■ Material for the task ■

pub mod backup;
pub mod classes;
pub mod core;
pub mod results;
pub mod schemas;
pub mod scores;
pub mod settings;
pub mod students;
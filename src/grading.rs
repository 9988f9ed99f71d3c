use serde::{Deserialize, Serialize};
use serde_json::{json, Map, Value};
use std::cmp::Ordering;

pub const SETTINGS_KEY: &str = "grading";
pub const DEFAULT_PASS_PERCENT: f64 = 40.0;
const MAX_BANDS: usize = 20;
const MAX_GRADE_LABEL_LEN: usize = 8;

#[derive(Debug, Clone, PartialEq, Serialize, Deserialize)]
#[serde(rename_all = "camelCase")]
pub struct GradeBand {
    pub grade: String,
    pub min_percent: f64,
}

/// Percentage-to-grade bands, kept sorted by descending threshold so the
/// mapping is monotonic.
#[derive(Debug, Clone, PartialEq, Serialize)]
pub struct GradeScale {
    bands: Vec<GradeBand>,
}

impl GradeScale {
    pub fn new(mut bands: Vec<GradeBand>) -> Result<Self, String> {
        if bands.is_empty() {
            return Err("bands must not be empty".into());
        }
        if bands.len() > MAX_BANDS {
            return Err(format!("at most {} bands are allowed", MAX_BANDS));
        }
        for b in bands.iter_mut() {
            b.grade = b.grade.trim().to_string();
            if b.grade.is_empty() || b.grade.len() > MAX_GRADE_LABEL_LEN {
                return Err(format!(
                    "grade labels must be 1..={} characters",
                    MAX_GRADE_LABEL_LEN
                ));
            }
            if !b.min_percent.is_finite() || !(0.0..=100.0).contains(&b.min_percent) {
                return Err(format!(
                    "minPercent for grade {} must be in 0..=100",
                    b.grade
                ));
            }
        }
        bands.sort_by(|a, b| {
            b.min_percent
                .partial_cmp(&a.min_percent)
                .unwrap_or(Ordering::Equal)
        });
        for pair in bands.windows(2) {
            if pair[0].min_percent == pair[1].min_percent {
                return Err(format!(
                    "grades {} and {} share minPercent {}",
                    pair[0].grade, pair[1].grade, pair[0].min_percent
                ));
            }
        }
        for (i, b) in bands.iter().enumerate() {
            if bands[..i].iter().any(|o| o.grade.eq_ignore_ascii_case(&b.grade)) {
                return Err(format!("duplicate grade label: {}", b.grade));
            }
        }
        Ok(Self { bands })
    }

    pub fn bands(&self) -> &[GradeBand] {
        &self.bands
    }

    pub fn grade_for(&self, percent: f64) -> &str {
        for b in &self.bands {
            if percent >= b.min_percent {
                return &b.grade;
            }
        }
        // Below every threshold: lowest band.
        self.bands
            .last()
            .map(|b| b.grade.as_str())
            .unwrap_or_default()
    }
}

impl Default for GradeScale {
    fn default() -> Self {
        let band = |grade: &str, min_percent: f64| GradeBand {
            grade: grade.to_string(),
            min_percent,
        };
        Self {
            bands: vec![
                band("A", 75.0),
                band("B", 60.0),
                band("C", 50.0),
                band("D", 40.0),
                band("F", 0.0),
            ],
        }
    }
}

#[derive(Debug, Clone, PartialEq)]
pub struct GradingConfig {
    pub scale: GradeScale,
    pub pass_percent: f64,
}

impl Default for GradingConfig {
    fn default() -> Self {
        Self {
            scale: GradeScale::default(),
            pass_percent: DEFAULT_PASS_PERCENT,
        }
    }
}

impl GradingConfig {
    pub fn is_pass(&self, percent: f64) -> bool {
        percent >= self.pass_percent
    }

    pub fn to_json(&self) -> Value {
        json!({
            "bands": self.scale.bands(),
            "passPercent": self.pass_percent,
        })
    }

    pub fn apply_patch(&mut self, patch: &Map<String, Value>) -> Result<(), String> {
        for (k, v) in patch {
            match k.as_str() {
                "bands" => {
                    let bands: Vec<GradeBand> = serde_json::from_value(v.clone())
                        .map_err(|e| format!("bands must be a list of {{grade, minPercent}}: {}", e))?;
                    self.scale = GradeScale::new(bands)?;
                }
                "passPercent" => {
                    let p = v
                        .as_f64()
                        .ok_or_else(|| "passPercent must be a number".to_string())?;
                    if !(0.0..=100.0).contains(&p) {
                        return Err("passPercent must be in 0..=100".into());
                    }
                    self.pass_percent = p;
                }
                _ => return Err(format!("unknown grading field: {}", k)),
            }
        }
        Ok(())
    }

    /// Stored values are applied best-effort; anything malformed keeps the
    /// default for that field.
    pub fn from_stored(saved: Option<&Value>) -> Self {
        let mut cfg = Self::default();
        let Some(obj) = saved.and_then(|v| v.as_object()) else {
            return cfg;
        };
        for (k, v) in obj {
            let mut one = Map::new();
            one.insert(k.clone(), v.clone());
            let _ = cfg.apply_patch(&one);
        }
        cfg
    }
}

■ Work required ■
Out of the listing above, reproduce exactly the lines from the one with "use std::cmp::Ordering;" up to and including the one with "pub struct GradeScale".

■ Solution for this task ■
use std::cmp::Ordering;

pub const SETTINGS_KEY: &str = "grading";
pub const DEFAULT_PASS_PERCENT: f64 = 40.0;
const MAX_BANDS: usize = 20;
const MAX_GRADE_LABEL_LEN: usize = 8;

#[derive(Debug, Clone, PartialEq, Serialize, Deserialize)]
#[serde(rename_all = "camelCase")]
pub struct GradeBand {
    pub grade: String,
    pub min_percent: f64,
}

/// Percentage-to-grade bands, kept sorted by descending threshold so the
/// mapping is monotonic.
#[derive(Debug, Clone, PartialEq, Serialize)]
pub struct GradeScale {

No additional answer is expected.